Task objective:
The material must be copied out exactly, line for line.

=-=-=

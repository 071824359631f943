//! Fuzz target for rendering.
//!
//! Rendering never fails, whatever the template, variables or locale.

#![no_main]

use arbitrary::Arbitrary;
use inline_i18n::{Interpolator, Value, Vars};
use libfuzzer_sys::fuzz_target;

#[derive(Debug, Arbitrary)]
enum FuzzValue {
    Text(String),
    Number(f64),
    List(Vec<String>),
}

#[derive(Debug, Arbitrary)]
struct FuzzInput {
    template: String,
    locale: String,
    vars: Vec<(String, FuzzValue)>,
}

fuzz_target!(|input: FuzzInput| {
    let vars: Vars = input
        .vars
        .into_iter()
        .map(|(name, value)| {
            let value = match value {
                FuzzValue::Text(s) => Value::from(s),
                FuzzValue::Number(n) => Value::from(n),
                FuzzValue::List(items) => Value::from(items),
            };
            (name, value)
        })
        .collect();

    let i18n = Interpolator::new();
    let _ = i18n.render(&input.template, &vars, &input.locale);
    let _ = i18n.try_render(&input.template, &vars, &input.locale);
});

=-=-=

Completed exercise:
repository 071824359631f943
//! Fuzz target for rendering.
//!
//! Rendering never fails, whatever the template, variables or locale.

#![no_main]

use arbitrary::Arbitrary;
use inline_i18n::{Interpolator, Value, Vars};
use libfuzzer_sys::fuzz_target;

#[derive(Debug, Arbitrary)]
enum FuzzValue {
    Text(String),
    Number(f64),
    List(Vec<String>),
}

#[derive(Debug, Arbitrary)]
struct FuzzInput {
    template: String,
    locale: String,
    vars: Vec<(String, FuzzValue)>,
}

fuzz_target!(|input: FuzzInput| {
    let vars: Vars = input
        .vars
        .into_iter()
        .map(|(name, value)| {
            let value = match value {
                FuzzValue::Text(s) => Value::from(s),
                FuzzValue::Number(n) => Value::from(n),
                FuzzValue::List(items) => Value::from(items),
            };
            (name, value)
        })
        .collect();

    let i18n = Interpolator::new();
    let _ = i18n.render(&input.template, &vars, &input.locale);
    let _ = i18n.try_render(&input.template, &vars, &input.locale);
});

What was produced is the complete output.